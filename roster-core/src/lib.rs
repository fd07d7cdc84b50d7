#![forbid(unsafe_code)]

pub mod domain;
pub mod error;
pub mod filter;
pub mod reconcile;
pub mod session;
pub mod source;
pub mod visibility;

pub mod store;
pub mod store_factory;
pub mod store_fs;
pub mod store_mem;

// Re-exports: stable API surface
pub use domain::{AnnotatedCompany, Company, CompanyDetail, PageResult};
pub use filter::{FilterMode, filter_view};
pub use reconcile::reconcile;
pub use session::{CompaniesState, LoadStatus, PageTicket, Session};
pub use source::CompanySource;
pub use visibility::VisibilitySet;
use clap::{Parser, Subcommand};
use roster_core::FilterMode;
use std::path::PathBuf;

#[derive(Parser)]
#[command(author, version, about = "roster: browse companies, hide the ones you don't care about", long_about = None)]
pub struct Cli {
    /// Companies endpoint prefix (overrides ROSTER_BASE_URL)
    #[arg(long, global = true)]
    pub base_url: Option<String>,

    /// Directory holding persisted preferences (overrides ROSTER_STATE_DIR)
    #[arg(long, global = true)]
    pub state_dir: Option<PathBuf>,

    /// Request timeout in seconds (overrides ROSTER_TIMEOUT_SECS)
    #[arg(long, global = true)]
    pub timeout_secs: Option<u64>,

    #[command(subcommand)]
    pub command: Commands,
}

#[derive(Subcommand)]
pub enum Commands {
    /// List one page of companies, hidden ones first
    List {
        #[arg(long, default_value_t = 1)]
        page: u32,

        /// all, only-visible or only-hidden; defaults to the saved preference
        #[arg(long)]
        filter: Option<FilterMode>,
    },

    /// Show a single company
    Show { id: String },

    /// Hide a visible company, or show a hidden one
    Toggle { id: String },

    /// Save the filter mode used by `list`
    Filter { mode: FilterMode },

    /// Make every company visible again
    ShowAll,

    /// Print the ids currently hidden
    Hidden,
}
//! Ontology graph: triples, nodes, edges, and the algorithms over them.
//!
//! The pipeline turns a triple stream into a renderable [`Graph`]:
//!
//! - **Accumulation** ([`builder`]): batched, order-independent node/edge/degree build
//! - **Sampling** ([`sample`]): induced subgraph on the top-K nodes by degree
//! - **Statistics** ([`stats`]): counts over a built graph
//! - **Neighborhood** ([`neighborhood`]): incoming/outgoing edges of one node,
//!   resolved against a live [`dataset::Dataset`]
//!
//! Labels for nodes and edges are derived by [`label`].

pub mod builder;
pub mod dataset;
pub mod label;
pub mod neighborhood;
pub mod sample;
pub mod stats;

use std::collections::HashMap;

use serde::{Deserialize, Serialize};

/// Whether a term denotes a resource (IRI or blank node) or a literal value.
#[derive(Debug, Clone, Copy, Default, PartialEq, Eq, Hash, Serialize, Deserialize)]
pub enum TermKind {
    #[default]
    Resource,
    Literal,
}

/// A (subject, predicate, object) statement.
#[derive(Debug, Clone, PartialEq, Eq, Hash, Serialize, Deserialize)]
pub struct Triple {
    pub subject: String,
    pub predicate: String,
    pub object: String,
    /// Kind of the object term. Subjects are always resources.
    #[serde(default)]
    pub object_kind: TermKind,
}

impl Triple {
    /// Create a triple whose object is a resource.
    pub fn new(
        subject: impl Into<String>,
        predicate: impl Into<String>,
        object: impl Into<String>,
    ) -> Self {
        Self {
            subject: subject.into(),
            predicate: predicate.into(),
            object: object.into(),
            object_kind: TermKind::Resource,
        }
    }

    /// Create a triple whose object is a literal.
    pub fn literal(
        subject: impl Into<String>,
        predicate: impl Into<String>,
        value: impl Into<String>,
    ) -> Self {
        Self {
            object_kind: TermKind::Literal,
            ..Self::new(subject, predicate, value)
        }
    }

    /// Whether the object is a literal value.
    pub fn has_literal_object(&self) -> bool {
        self.object_kind == TermKind::Literal
    }
}

/// A graph node, unique by `id`.
#[derive(Debug, Clone, PartialEq, Eq, Hash, Serialize, Deserialize)]
pub struct Node {
    pub id: String,
    pub label: String,
}

impl Node {
    /// Create a node, deriving its label from the identifier.
    pub fn new(id: impl Into<String>) -> Self {
        let id = id.into();
        let label = label::extract_label(&id).to_string();
        Self { id, label }
    }
}

/// A directed edge; one per ingested triple.
#[derive(Debug, Clone, PartialEq, Eq, Hash, Serialize, Deserialize)]
pub struct Edge {
    pub subject: String,
    pub object: String,
    pub predicate: String,
    pub label: String,
}

impl Edge {
    /// Create an edge, deriving its label from the predicate.
    pub fn new(
        subject: impl Into<String>,
        object: impl Into<String>,
        predicate: impl Into<String>,
    ) -> Self {
        let predicate = predicate.into();
        let label = label::extract_label(&predicate).to_string();
        Self {
            subject: subject.into(),
            object: object.into(),
            predicate,
            label,
        }
    }

    pub fn is_self_loop(&self) -> bool {
        self.subject == self.object
    }
}

impl From<&Triple> for Edge {
    fn from(t: &Triple) -> Self {
        Edge::new(t.subject.clone(), t.object.clone(), t.predicate.clone())
    }
}

/// Node id → number of edge endpoints touching it (self-loops count twice).
pub type DegreeMap = HashMap<String, usize>;

/// Renderable graph: unique nodes plus edges in ingestion order.
///
/// Every edge's `subject` and `object` appear among `nodes`.
#[derive(Debug, Clone, Default, PartialEq, Eq, Serialize, Deserialize)]
pub struct Graph {
    pub nodes: Vec<Node>,
    pub edges: Vec<Edge>,
}

impl Graph {
    /// Create an empty graph.
    pub fn new() -> Self {
        Self::default()
    }

    pub fn node_count(&self) -> usize {
        self.nodes.len()
    }

    pub fn edge_count(&self) -> usize {
        self.edges.len()
    }

    pub fn is_empty(&self) -> bool {
        self.nodes.is_empty() && self.edges.is_empty()
    }

    /// Recompute degrees from the edge list.
    pub fn degree_map(&self) -> DegreeMap {
        degrees_of(&self.edges)
    }

    /// Check that every edge endpoint is a node of this graph.
    pub fn is_closed(&self) -> bool {
        let ids: std::collections::HashSet<&str> =
            self.nodes.iter().map(|n| n.id.as_str()).collect();
        self.edges
            .iter()
            .all(|e| ids.contains(e.subject.as_str()) && ids.contains(e.object.as_str()))
    }
}

/// Count endpoint occurrences over a set of edges.
pub fn degrees_of<'a>(edges: impl IntoIterator<Item = &'a Edge>) -> DegreeMap {
    let mut degrees = DegreeMap::new();
    for edge in edges {
        *degrees.entry(edge.subject.clone()).or_insert(0) += 1;
        *degrees.entry(edge.object.clone()).or_insert(0) += 1;
    }
    degrees
}

#[cfg(test)]
mod tests {
    use super::*;

    #[test]
    fn node_and_edge_labels_are_derived() {
        let node = Node::new("http://ex.org/onto#Cat");
        assert_eq!(node.label, "Cat");

        let edge = Edge::new("a", "b", "http://ex.org/onto/eats");
        assert_eq!(edge.label, "eats");
    }

    #[test]
    fn self_loop_counts_twice() {
        let edges = vec![Edge::new("A", "A", "p"), Edge::new("A", "B", "q")];
        let degrees = degrees_of(&edges);
        assert_eq!(degrees["A"], 3);
        assert_eq!(degrees["B"], 1);
        assert!(edges[0].is_self_loop());
    }

    #[test]
    fn literal_triple_marks_object_kind() {
        let t = Triple::literal("s", "p", "hello");
        assert!(t.has_literal_object());
        assert!(!Triple::new("s", "p", "o").has_literal_object());
    }

    #[test]
    fn graph_serializes_nodes_and_edges() {
        let graph = Graph {
            nodes: vec![Node::new("A"), Node::new("B")],
            edges: vec![Edge::new("A", "B", "http://ex.org/p")],
        };
        let json = serde_json::to_value(&graph).unwrap();
        assert_eq!(json["nodes"][0]["id"], "A");
        assert_eq!(json["edges"][0]["label"], "p");
        assert!(graph.is_closed());
    }

    #[test]
    fn dangling_edge_is_detected() {
        let graph = Graph {
            nodes: vec![Node::new("A")],
            edges: vec![Edge::new("A", "B", "p")],
        };
        assert!(!graph.is_closed());
    }
}
//! semvizd — the semviz HTTP daemon.
//!
//! Environment:
//! - `SEMVIZ_CONFIG` — optional TOML engine configuration
//! - `SEMVIZ_SERVER_BIND` — bind address (default `0.0.0.0`)
//! - `SEMVIZ_SERVER_PORT` — port (default `8080`)
//!
//! Build and run: `cargo run --features server --bin semvizd`

use std::path::PathBuf;
use std::sync::Arc;

use semviz::config::EngineConfig;
use semviz::engine::Engine;
use semviz::server::{AppState, router};

#[tokio::main]
async fn main() {
    tracing_subscriber::fmt()
        .with_env_filter(
            tracing_subscriber::EnvFilter::try_from_default_env()
                .unwrap_or_else(|_| tracing_subscriber::EnvFilter::new("info")),
        )
        .init();

    let bind = std::env::var("SEMVIZ_SERVER_BIND").unwrap_or_else(|_| "0.0.0.0".to_string());
    let port = std::env::var("SEMVIZ_SERVER_PORT").unwrap_or_else(|_| "8080".to_string());
    let port: u16 = port.parse().unwrap_or_else(|_| {
        tracing::error!(%port, "SEMVIZ_SERVER_PORT must be a valid u16");
        std::process::exit(1);
    });
    let addr = format!("{bind}:{port}");

    let config = match std::env::var_os("SEMVIZ_CONFIG").map(PathBuf::from) {
        Some(path) => EngineConfig::load(&path).unwrap_or_else(|e| {
            tracing::error!(path = %path.display(), "failed to load config: {e}");
            std::process::exit(1);
        }),
        None => EngineConfig::default(),
    };

    let engine = Engine::new(config).unwrap_or_else(|e| {
        tracing::error!("failed to initialize engine: {e}");
        std::process::exit(1);
    });

    let app = router(Arc::new(AppState::new(engine)));

    tracing::info!("semvizd listening on {addr}");

    let listener = match tokio::net::TcpListener::bind(&addr).await {
        Ok(listener) => listener,
        Err(e) => {
            tracing::error!("failed to bind {addr}: {e}");
            std::process::exit(1);
        }
    };

    // Serve with graceful shutdown on SIGTERM/SIGINT.
    let served = axum::serve(listener, app)
        .with_graceful_shutdown(async {
            let ctrl_c = tokio::signal::ctrl_c();
            #[cfg(unix)]
            {
                match tokio::signal::unix::signal(tokio::signal::unix::SignalKind::terminate()) {
                    Ok(mut sigterm) => {
                        tokio::select! {
                            _ = ctrl_c => {},
                            _ = sigterm.recv() => {},
                        }
                    }
                    Err(_) => {
                        ctrl_c.await.ok();
                    }
                }
            }
            #[cfg(not(unix))]
            {
                ctrl_c.await.ok();
            }
            tracing::info!("semvizd shutting down");
        })
        .await;

    if let Err(e) = served {
        tracing::error!("server error: {e}");
        std::process::exit(1);
    }
}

****

Only lines containing the word "None" should appear in the answer, and every such line from the records above must be there.

#[command(author, version, about = "roster: browse companies, hide the ones you don't care about", long_about = None)]
        None => EngineConfig::default(),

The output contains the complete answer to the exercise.